Her daughter, Meher Pudumjee is the current Chairperson of Thermax, taking over from her mother in 2004. She is a post-graduate in chemical engineering from the Imperial College of Science and Technology, London and joined Thermax in September 1990, and is also a member of the Confederation of Indian Industry's (CII) Family Business Forum and the Young Indians (YI).

==Career==
Anu started her career in Thermax in 1985 and later headed its human resources division from 1991 to 1996. After the death of her husband, Rohinton Aga, she took over as Chairperson of Thermax, retiring in 2004 and succeeded by her daughter and company vice-chairperson, Meher Pudumjee. Anu has since remained on the company's board of directors, and is involved with social work.

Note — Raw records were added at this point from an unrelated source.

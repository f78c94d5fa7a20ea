//! Microsoft Graph drive item types

use serde::Deserialize;

use crate::cache::{hex_digest_to_base64, Hashes};

/// Response of the client-credentials token grant
#[derive(Debug, Deserialize)]
pub struct TokenResponse {
    pub access_token: String,
    #[serde(default)]
    pub expires_in: u64,
}

#[derive(Debug, Deserialize)]
#[serde(rename_all = "camelCase")]
pub struct UserResource {
    pub id: String,
    #[serde(default)]
    pub display_name: Option<String>,
}

/// Digests OneDrive reports for a file
#[derive(Debug, Clone, Default, Deserialize)]
#[serde(rename_all = "camelCase")]
pub struct HashesSet {
    #[serde(default)]
    pub quick_xor_hash: Option<String>,
    /// Hex
    #[serde(default)]
    pub sha1_hash: Option<String>,
    /// Hex
    #[serde(default)]
    pub sha256_hash: Option<String>,
}

#[derive(Debug, Clone, Deserialize)]
pub struct FileFacet {
    #[serde(default)]
    pub hashes: Option<HashesSet>,
}

#[derive(Debug, Clone, Deserialize)]
#[serde(rename_all = "camelCase")]
pub struct FolderFacet {
    #[serde(default)]
    pub child_count: u64,
}

#[derive(Debug, Clone, Deserialize)]
pub struct ItemReference {
    #[serde(default)]
    pub path: Option<String>,
}

#[derive(Debug, Clone, Deserialize)]
#[serde(rename_all = "camelCase")]
pub struct DriveItem {
    pub id: String,
    #[serde(default)]
    pub name: String,
    #[serde(default)]
    pub file: Option<FileFacet>,
    #[serde(default)]
    pub folder: Option<FolderFacet>,
    #[serde(default)]
    pub parent_reference: Option<ItemReference>,
    #[serde(default, rename = "@microsoft.graph.downloadUrl")]
    pub download_url: Option<String>,
}

/// One page of a children listing
#[derive(Debug, Deserialize)]
pub struct ChildrenPage {
    #[serde(default)]
    pub value: Vec<DriveItem>,
    #[serde(default, rename = "@odata.nextLink")]
    pub next_link: Option<String>,
}

impl DriveItem {
    pub fn is_folder(&self) -> bool {
        self.folder.is_some()
    }

    /// Path of the item inside the drive, e.g. `/drive/root:/movies/a.mkv`
    pub fn full_path(&self) -> String {
        match self.parent_reference.as_ref().and_then(|p| p.path.as_deref()) {
            Some(parent) => format!("{}/{}", parent.trim_end_matches('/'), self.name),
            None => self.name.clone(),
        }
    }

    /// Reported digests, normalized to base64
    pub fn hashes(&self) -> Hashes {
        let mut hashes = Hashes::new();
        let Some(set) = self.file.as_ref().and_then(|f| f.hashes.as_ref()) else {
            return hashes;
        };
        if let Some(qx) = set.quick_xor_hash.as_deref().filter(|h| !h.is_empty()) {
            hashes.insert("quickxorhash".to_string(), qx.to_string());
        }
        if let Some(sha1) = set.sha1_hash.as_deref().and_then(hex_digest_to_base64) {
            hashes.insert("sha1".to_string(), sha1);
        }
        if let Some(sha256) = set.sha256_hash.as_deref().and_then(hex_digest_to_base64) {
            hashes.insert("sha256".to_string(), sha256);
        }
        hashes
    }
}

#[cfg(test)]
mod tests {
    use super::*;

    #[test]
    fn test_deserialize_file_item() {
        let json = r#"{
            "id": "01ABC",
            "name": "Alien.mkv",
            "size": 1234,
            "file": {"mimeType": "video/x-matroska", "hashes": {
                "quickXorHash": "dGVzdA==",
                "sha1Hash": "DA39A3EE5E6B4B0D3255BFEF95601890AFD80709"
            }},
            "parentReference": {"driveId": "d1", "path": "/drive/root:/movies"},
            "@microsoft.graph.downloadUrl": "https://dl.example/01ABC"
        }"#;
        let item: DriveItem = serde_json::from_str(json).unwrap();
        assert!(!item.is_folder());
        assert_eq!(item.full_path(), "/drive/root:/movies/Alien.mkv");
        assert_eq!(item.download_url.as_deref(), Some("https://dl.example/01ABC"));

        let hashes = item.hashes();
        assert_eq!(hashes.get("quickxorhash").map(String::as_str), Some("dGVzdA=="));
        assert_eq!(hashes.get("sha1").map(String::as_str), Some("2jmj7l5rSw0yVb/vlWAYkK/YBwk="));
        assert!(!hashes.contains_key("sha256"));
    }

    #[test]
    fn test_folder_has_no_hashes() {
        let json = r#"{"id": "F1", "name": "movies", "folder": {"childCount": 3}}"#;
        let item: DriveItem = serde_json::from_str(json).unwrap();
        assert!(item.is_folder());
        assert!(item.hashes().is_empty());
        assert_eq!(item.full_path(), "movies");
    }

    #[test]
    fn test_children_page_next_link() {
        let json = r#"{"value": [], "@odata.nextLink": "https://graph.example/next"}"#;
        let page: ChildrenPage = serde_json::from_str(json).unwrap();
        assert_eq!(page.next_link.as_deref(), Some("https://graph.example/next"));
    }
}
//! Persisted source contexts
//!
//! On disk every source is `{name, type, context}`. The `type` tag picks the
//! backend; `context` stays untyped until that backend decodes it into its
//! own `TypedContext<Credentials>` shape.

use std::path::{Path, PathBuf};
use std::sync::{Mutex, PoisonError};

use anyhow::{Context as _, Result as AnyResult};
use chrono::{DateTime, Utc};
use serde::de::DeserializeOwned;
use serde::{Deserialize, Serialize};
use tracing::{debug, error, info};

use super::errors::{Result, SourceError};
use crate::cache::persist::{read_json, write_json};
use crate::cache::CacheItem;

/// Untyped per-source context as stored in the configuration
#[derive(Debug, Clone, PartialEq, Serialize, Deserialize)]
pub struct SourceContext {
    pub name: String,
    #[serde(rename = "type")]
    pub kind: String,
    #[serde(default)]
    pub context: serde_json::Value,
}

impl SourceContext {
    pub fn new(name: impl Into<String>, kind: impl Into<String>, context: serde_json::Value) -> Self {
        Self {
            name: name.into(),
            kind: kind.into(),
            context,
        }
    }

    /// Decode the payload into a backend's typed shape
    pub fn decode<T: DeserializeOwned>(&self) -> Result<T> {
        serde_json::from_value(self.context.clone())
            .map_err(|e| SourceError::InvalidCredentials(format!("{}: {}", self.name, e)))
    }
}

/// Long-lived credentials of one backend variant
pub trait Credentials: Serialize + DeserializeOwned + Clone + Send + Sync + 'static {
    /// Reject credentials with missing required fields
    fn validate(&self) -> Result<()>;
}

/// The typed payload every backend persists: its credentials plus state
/// shared by all variants
#[derive(Debug, Clone, Serialize, Deserialize)]
#[serde(rename_all = "camelCase")]
pub struct TypedContext<C> {
    #[serde(flatten)]
    pub credentials: C,
    #[serde(default, skip_serializing_if = "Option::is_none")]
    pub last_refresh_time: Option<DateTime<Utc>>,
    #[serde(default)]
    pub cached_items: Vec<CacheItem>,
}

/// Reject an empty required credential field
pub fn require(field: &str, value: &str) -> Result<()> {
    if value.trim().is_empty() {
        return Err(SourceError::InvalidCredentials(format!("missing {}", field)));
    }
    Ok(())
}

/// On-disk shape of the context file
#[derive(Debug, Clone, Default, Serialize, Deserialize)]
pub struct PersistedContexts {
    #[serde(default)]
    pub sources: Vec<SourceContext>,
}

/// Owner of the context file.
///
/// Sources push their refreshed context here after reauthentication or an
/// inventory refresh. Writes are fire-and-forget: a failed write is logged
/// and the in-memory state stays authoritative.
pub struct ContextStore {
    path: Option<PathBuf>,
    contexts: Mutex<PersistedContexts>,
}

impl ContextStore {
    /// Open the context file at `path`.
    ///
    /// If it does not exist yet it is created from `seeds`; otherwise the
    /// file content supersedes the seeds.
    pub fn open(path: &Path, seeds: Vec<SourceContext>) -> AnyResult<Self> {
        let contexts = if path.exists() {
            let loaded: PersistedContexts = read_json(path)
                .with_context(|| format!("Failed to load context file {:?}", path))?;
            info!(path = %path.display(), sources = loaded.sources.len(), "Loaded source contexts");
            loaded
        } else {
            let seeded = PersistedContexts { sources: seeds };
            write_json(path, &seeded)
                .with_context(|| format!("Failed to create context file {:?}", path))?;
            info!(path = %path.display(), sources = seeded.sources.len(), "Created context file from configuration");
            seeded
        };

        Ok(Self {
            path: Some(path.to_path_buf()),
            contexts: Mutex::new(contexts),
        })
    }

    /// A store that never touches the disk
    pub fn in_memory(sources: Vec<SourceContext>) -> Self {
        Self {
            path: None,
            contexts: Mutex::new(PersistedContexts { sources }),
        }
    }

    pub fn sources(&self) -> Vec<SourceContext> {
        self.lock().sources.clone()
    }

    pub fn get(&self, name: &str) -> Option<SourceContext> {
        self.lock().sources.iter().find(|s| s.name == name).cloned()
    }

    /// Replace (or add) the context of one source and rewrite the file
    pub fn update(&self, context: SourceContext) {
        let mut contexts = self.lock();
        match contexts.sources.iter_mut().find(|s| s.name == context.name) {
            Some(existing) => *existing = context,
            None => contexts.sources.push(context),
        }

        let Some(path) = &self.path else {
            return;
        };
        match write_json(path, &*contexts) {
            Ok(()) => debug!(path = %path.display(), "Persisted source contexts"),
            Err(e) => error!(path = %path.display(), error = %e, "Failed to persist source contexts"),
        }
    }

    fn lock(&self) -> std::sync::MutexGuard<'_, PersistedContexts> {
        self.contexts.lock().unwrap_or_else(PoisonError::into_inner)
    }
}
//! Generic source adapter
//!
//! `BackendSource` owns everything a source keeps regardless of provider:
//! credentials and session generation, the inventory, the mapping table, the
//! issued-URL cache and context persistence.
//!
//! Locking:
//! - inventory and mapping table each sit behind their own `RwLock`; no lock
//!   is held across an await
//! - session renewal is serialized by `init_lock`; a caller that saw an
//!   expired session only renews it if nobody renewed it in the meantime

use std::collections::HashMap;
use std::future::Future;
use std::sync::atomic::{AtomicU64, Ordering};
use std::sync::{Arc, PoisonError, RwLock};
use std::time::Duration;

use async_trait::async_trait;
use chrono::{DateTime, Utc};
use tracing::{debug, info, warn};

use super::backend::Backend;
use super::context::{ContextStore, Credentials, SourceContext, TypedContext};
use super::errors::{Result, SourceError};
use super::retry::ReauthPolicy;
use super::{CacheSource, SourceDeps, SourceStatus};
use crate::cache::{CacheItem, Hashes, UrlCache};

type Inventory = Arc<Vec<Arc<CacheItem>>>;

/// Credentials and bookkeeping of the current session
struct SessionState<C> {
    credentials: Option<C>,
    last_refresh_time: Option<DateTime<Utc>>,
}

/// A [`CacheSource`] backed by any [`Backend`]
pub struct BackendSource<B: Backend> {
    name: String,
    backend: B,
    session: RwLock<SessionState<B::Credentials>>,
    inventory: RwLock<Inventory>,
    /// request key -> item; entries share the inventory's items
    mapping: RwLock<HashMap<String, Arc<CacheItem>>>,
    /// Serializes `init`
    init_lock: tokio::sync::Mutex<()>,
    /// Bumped on every successful `init`
    generation: AtomicU64,
    policy: ReauthPolicy,
    url_ttl: Duration,
    urls: UrlCache,
    contexts: Arc<ContextStore>,
}

impl<B: Backend> BackendSource<B> {
    pub fn new(name: impl Into<String>, backend: B, deps: &SourceDeps) -> Self {
        Self {
            name: name.into(),
            backend,
            session: RwLock::new(SessionState {
                credentials: None,
                last_refresh_time: None,
            }),
            inventory: RwLock::new(Arc::new(Vec::new())),
            mapping: RwLock::new(HashMap::new()),
            init_lock: tokio::sync::Mutex::new(()),
            generation: AtomicU64::new(0),
            policy: ReauthPolicy::default(),
            url_ttl: deps.url_ttl,
            // An issued URL must never outlive what the backend granted
            urls: UrlCache::with_ttl(deps.url_cache_ttl.min(deps.url_ttl)),
            contexts: Arc::clone(&deps.contexts),
        }
    }

    /// Exchange `credentials` for a new backend session.
    ///
    /// Safe to call repeatedly; each call replaces the session.
    pub async fn init(&self, credentials: &B::Credentials) -> Result<()> {
        let _guard = self.init_lock.lock().await;
        self.init_locked(credentials).await
    }

    async fn init_locked(&self, credentials: &B::Credentials) -> Result<()> {
        self.backend.authenticate(credentials).await?;

        {
            let mut session = self.session.write().unwrap_or_else(PoisonError::into_inner);
            session.credentials = Some(credentials.clone());
            session.last_refresh_time = Some(Utc::now());
        }
        self.generation.fetch_add(1, Ordering::AcqRel);
        self.urls.clear();

        info!(source = %self.name, kind = B::KIND, "Source session initialized");
        Ok(())
    }

    /// Renew the session unless it changed since `seen_generation`, then
    /// persist the refreshed context
    async fn reauthenticate(&self, seen_generation: u64) -> Result<()> {
        let _guard = self.init_lock.lock().await;
        if self.generation.load(Ordering::Acquire) != seen_generation {
            debug!(source = %self.name, "Session already renewed by a concurrent request");
            return Ok(());
        }

        let credentials = self.credentials()?;
        self.init_locked(&credentials).await?;
        self.persist();
        Ok(())
    }

    /// Run a backend call under the reauthentication policy
    async fn with_reauth<T, Call, Fut>(&self, operation: &str, call: Call) -> Result<T>
    where
        Call: FnMut() -> Fut,
        Fut: Future<Output = Result<T>>,
    {
        let seen = self.generation.load(Ordering::Acquire);
        self.policy
            .run(operation, call, move || self.reauthenticate(seen))
            .await
    }

    fn credentials(&self) -> Result<B::Credentials> {
        self.session
            .read()
            .unwrap_or_else(PoisonError::into_inner)
            .credentials
            .clone()
            .ok_or_else(|| SourceError::AuthError(format!("source {} was never restored", self.name)))
    }

    fn current_inventory(&self) -> Inventory {
        Arc::clone(&self.inventory.read().unwrap_or_else(PoisonError::into_inner))
    }

    fn replace_inventory(&self, items: Vec<CacheItem>) {
        let items: Vec<Arc<CacheItem>> = items.into_iter().map(Arc::new).collect();
        *self.inventory.write().unwrap_or_else(PoisonError::into_inner) = Arc::new(items);
    }

    fn persist(&self) {
        match self.context() {
            Ok(context) => self.contexts.update(context),
            Err(e) => warn!(source = %self.name, error = %e, "Source context not persisted"),
        }
    }
}

#[async_trait]
impl<B: Backend> CacheSource for BackendSource<B> {
    fn name(&self) -> &str {
        &self.name
    }

    fn kind(&self) -> &str {
        B::KIND
    }

    async fn restore(&self, context: &SourceContext) -> Result<()> {
        let typed: TypedContext<B::Credentials> = context.decode()?;
        typed.credentials.validate()?;

        {
            let mut session = self.session.write().unwrap_or_else(PoisonError::into_inner);
            session.credentials = Some(typed.credentials.clone());
            session.last_refresh_time = typed.last_refresh_time;
        }
        let cached = typed.cached_items.len();
        self.replace_inventory(typed.cached_items);
        info!(source = %self.name, kind = B::KIND, cached = cached, "Source context restored");

        self.init(&typed.credentials).await
    }

    async fn refresh_source(&self) -> Result<Vec<CacheItem>> {
        let backend = &self.backend;
        let files = self
            .with_reauth("refresh_source", move || backend.list_all_files())
            .await?;

        let items: Vec<CacheItem> = files.into_iter().map(CacheItem::from).collect();
        self.replace_inventory(items.clone());
        info!(source = %self.name, count = items.len(), "Source inventory refreshed");

        self.persist();
        Ok(items)
    }

    fn restore_source(&self, items: Vec<CacheItem>) {
        let count = items.len();
        self.replace_inventory(items);
        debug!(source = %self.name, count = count, "Source inventory restored from snapshot");
    }

    fn mapping_file(&self, request_key: &str, local_name: &str, hashes: &Hashes) -> Result<()> {
        let inventory = self.current_inventory();
        let item = inventory
            .iter()
            .find(|item| item.matches(hashes))
            .cloned()
            .ok_or_else(|| SourceError::CachedFileNotFound(local_name.to_string()))?;

        info!(
            source = %self.name,
            request_key = request_key,
            local_name = local_name,
            item_id = %item.item_id,
            "Mapped request key to cached file"
        );
        self.mapping
            .write()
            .unwrap_or_else(PoisonError::into_inner)
            .insert(request_key.to_string(), item);
        Ok(())
    }

    async fn get_url(&self, request_key: &str) -> Result<String> {
        let item = self
            .mapping
            .read()
            .unwrap_or_else(PoisonError::into_inner)
            .get(request_key)
            .cloned()
            .ok_or_else(|| SourceError::MappingNotFound(request_key.to_string()))?;

        if let Some(url) = self.urls.get(&item.item_id) {
            return Ok(url);
        }

        let backend = &self.backend;
        let target: &CacheItem = &item;
        let ttl = self.url_ttl;
        let url = self
            .with_reauth("get_url", move || backend.issue_download_url(target, ttl))
            .await
            .inspect_err(|e| {
                warn!(
                    source = %self.name,
                    request_key = request_key,
                    item_id = %item.item_id,
                    error = %e,
                    "Failed to issue download URL"
                )
            })?;

        self.urls.insert(&item.item_id, &url);
        debug!(source = %self.name, request_key = request_key, item_id = %item.item_id, "Issued download URL");
        Ok(url)
    }

    fn has_mapping(&self, request_key: &str) -> bool {
        self.mapping
            .read()
            .unwrap_or_else(PoisonError::into_inner)
            .contains_key(request_key)
    }

    fn cached_file_size(&self) -> usize {
        self.current_inventory().len()
    }

    fn mapped_file_size(&self) -> usize {
        self.mapping.read().unwrap_or_else(PoisonError::into_inner).len()
    }

    fn inventory(&self) -> Vec<CacheItem> {
        self.current_inventory()
            .iter()
            .map(|item| CacheItem::clone(item))
            .collect()
    }

    fn context(&self) -> Result<SourceContext> {
        let (credentials, last_refresh_time) = {
            let session = self.session.read().unwrap_or_else(PoisonError::into_inner);
            (session.credentials.clone(), session.last_refresh_time)
        };
        let credentials = credentials.ok_or_else(|| {
            SourceError::Persistence(format!("source {} has no context yet", self.name))
        })?;

        let typed = TypedContext {
            credentials,
            last_refresh_time,
            cached_items: self.inventory(),
        };
        let payload = serde_json::to_value(&typed)
            .map_err(|e| SourceError::Persistence(e.to_string()))?;
        Ok(SourceContext::new(self.name.clone(), B::KIND, payload))
    }

    fn status(&self) -> SourceStatus {
        let last_refresh_time = self
            .session
            .read()
            .unwrap_or_else(PoisonError::into_inner)
            .last_refresh_time;
        let (url_cache_hits, url_cache_misses) = self.urls.stats();
        SourceStatus {
            name: self.name.clone(),
            kind: B::KIND.to_string(),
            cached_files: self.cached_file_size(),
            mapped_files: self.mapped_file_size(),
            last_refresh_time,
            url_cache_hits,
            url_cache_misses,
        }
    }
}
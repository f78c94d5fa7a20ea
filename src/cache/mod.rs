//! Cached identity: items, the hash matcher, and their side files

pub mod hash_index;
pub mod item;
pub mod persist;
pub mod snapshot;
pub mod url_cache;

pub use hash_index::{FileHashRecord, HashIndex};
pub use item::{hex_digest_to_base64, CacheItem, Hashes};
pub use snapshot::InventorySnapshot;
pub use url_cache::UrlCache;
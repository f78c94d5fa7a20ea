//! Bounded retry-with-reauthentication

use std::future::Future;

use tracing::warn;

use super::errors::Result;

/// How many times a backend call may be attempted when its session expires.
///
/// Between two attempts the session is renewed once. Errors other than
/// `AuthExpired`, and any error from the final attempt, are returned as-is.
#[derive(Debug, Clone, Copy, PartialEq, Eq)]
pub struct ReauthPolicy {
    pub max_attempts: usize,
}

impl Default for ReauthPolicy {
    fn default() -> Self {
        Self { max_attempts: 2 }
    }
}

impl ReauthPolicy {
    /// Run `call`, renewing the session with `reauth` when it reports
    /// `AuthExpired` and attempts remain.
    ///
    /// A failed renewal ends the loop with the renewal's error.
    pub async fn run<T, Call, CallFut, Reauth, ReauthFut>(
        &self,
        operation: &str,
        mut call: Call,
        mut reauth: Reauth,
    ) -> Result<T>
    where
        Call: FnMut() -> CallFut,
        CallFut: Future<Output = Result<T>>,
        Reauth: FnMut() -> ReauthFut,
        ReauthFut: Future<Output = Result<()>>,
    {
        let mut attempt = 1;
        loop {
            match call().await {
                Err(e) if e.is_auth_expired() && attempt < self.max_attempts => {
                    warn!(
                        operation = operation,
                        attempt = attempt,
                        max = self.max_attempts,
                        "Session expired, reauthenticating"
                    );
                    reauth().await?;
                    attempt += 1;
                }
                result => return result,
            }
        }
    }
}
//! B2 as a cache backend

use std::sync::{PoisonError, RwLock};
use std::time::Duration;

use async_trait::async_trait;
use serde::{Deserialize, Serialize};
use tracing::debug;

use super::client::B2Client;
use crate::cache::CacheItem;
use crate::source::context::require;
use crate::source::{Backend, Credentials, RemoteFile, Result, SourceError};

/// Persisted B2 credentials
#[derive(Debug, Clone, Default, Serialize, Deserialize)]
#[serde(rename_all = "camelCase")]
pub struct B2Credentials {
    #[serde(default)]
    pub application_key_id: String,
    #[serde(default)]
    pub application_key: String,
    #[serde(default)]
    pub bucket_name: String,
    /// Only files under this prefix are cached
    #[serde(default, skip_serializing_if = "Option::is_none")]
    pub root_prefix: Option<String>,
}

impl Credentials for B2Credentials {
    fn validate(&self) -> Result<()> {
        require("applicationKeyId", &self.application_key_id)?;
        require("applicationKey", &self.application_key)?;
        require("bucketName", &self.bucket_name)
    }
}

pub struct B2Backend {
    client: B2Client,
    root_prefix: RwLock<Option<String>>,
}

impl B2Backend {
    pub fn new(client: B2Client) -> Self {
        Self {
            client,
            root_prefix: RwLock::new(None),
        }
    }
}

#[async_trait]
impl Backend for B2Backend {
    const KIND: &'static str = "B2";

    type Credentials = B2Credentials;

    async fn authenticate(&self, credentials: &B2Credentials) -> Result<()> {
        self.client
            .authorize(
                &credentials.application_key_id,
                &credentials.application_key,
                &credentials.bucket_name,
            )
            .await
            .map_err(|e| SourceError::AuthError(e.to_string()))?;
        *self.root_prefix.write().unwrap_or_else(PoisonError::into_inner) =
            credentials.root_prefix.clone().filter(|p| !p.is_empty());
        Ok(())
    }

    async fn list_all_files(&self) -> Result<Vec<RemoteFile>> {
        let prefix = self
            .root_prefix
            .read()
            .unwrap_or_else(PoisonError::into_inner)
            .clone();
        let files = self.client.list_file_names(prefix.as_deref()).await?;
        let total = files.len();

        let leaves: Vec<RemoteFile> = files
            .into_iter()
            .filter(|f| f.is_leaf())
            .filter_map(|f| {
                let hashes = f.hashes();
                let id = f.file_id?;
                Some(RemoteFile::new(id, hashes, f.file_name))
            })
            .collect();
        debug!(listed = total, leaves = leaves.len(), "B2 listing filtered to leaf files");
        Ok(leaves)
    }

    async fn issue_download_url(&self, item: &CacheItem, ttl: Duration) -> Result<String> {
        Ok(self.client.download_url(&item.cached_path, ttl).await?)
    }
}
//! Route table and access log

use std::sync::Arc;
use std::time::Instant;

use axum::extract::Request;
use axum::middleware::{self, Next};
use axum::response::Response;
use axum::routing::{get, post};
use axum::Router;
use tracing::info;

use super::handlers;
use super::AppState;

/// Create the service router
pub fn create_router(state: Arc<AppState>) -> Router {
    Router::new()
        .nest("/cache", cache_routes())
        .merge(library_routes())
        .fallback(handlers::proxy_passthrough)
        .layer(middleware::from_fn(log_requests))
        .with_state(state)
}

fn cache_routes() -> Router<Arc<AppState>> {
    Router::new()
        .route("/mapping", post(handlers::mapping_file))
        .route("/status", get(handlers::status))
        .route("/refresh", post(handlers::refresh))
        .route("/index/reload", post(handlers::reload_index))
        .route("/{source}/{*key}", get(handlers::cache_redirect))
}

fn library_routes() -> Router<Arc<AppState>> {
    Router::new()
        .route("/library/parts/{*key}", get(handlers::default_redirect))
        .route("/library/sections/{id}", get(handlers::proxy_listing))
        .route("/library/sections/{id}/{*rest}", get(handlers::proxy_listing))
        .route("/library/metadata/{id}", get(handlers::proxy_listing))
        .route("/library/metadata/{id}/{*rest}", get(handlers::proxy_listing))
}

/// One line per request; only the path is logged since media server
/// queries carry access tokens
pub async fn log_requests(request: Request, next: Next) -> Response {
    let method = request.method().clone();
    let path = request.uri().path().to_string();
    let started = Instant::now();

    let response = next.run(request).await;

    info!(
        method = %method,
        path = %path,
        status = response.status().as_u16(),
        latency_ms = started.elapsed().as_millis() as u64,
        "Request handled"
    );
    response
}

As a Member of Parliament in the Rajya Sabha, she served on several committees, including the Committee on Personnel, Public Grievances, Law and Justice from May 2012 to May 2014, and again from September 2014 to the present. She was also a member of the Parliamentary Forum on Children from August 2012 to May 2014, the Committee on Empowerment of Women from September 2012 to September 2013, and the Committee on Commerce from August to December 2012.

==Awards==
- Mumbai Women of the Decade Achievers Award
- 'Power Brands: Bharatiya Manavata Vikas Puraskar (BMVP) – Edition 2019' for business leadership and philanthropy.
- Padma Shri award in 2010.
- Lifetime Achievement Award by MAEER's MIT group, Pune in 2015.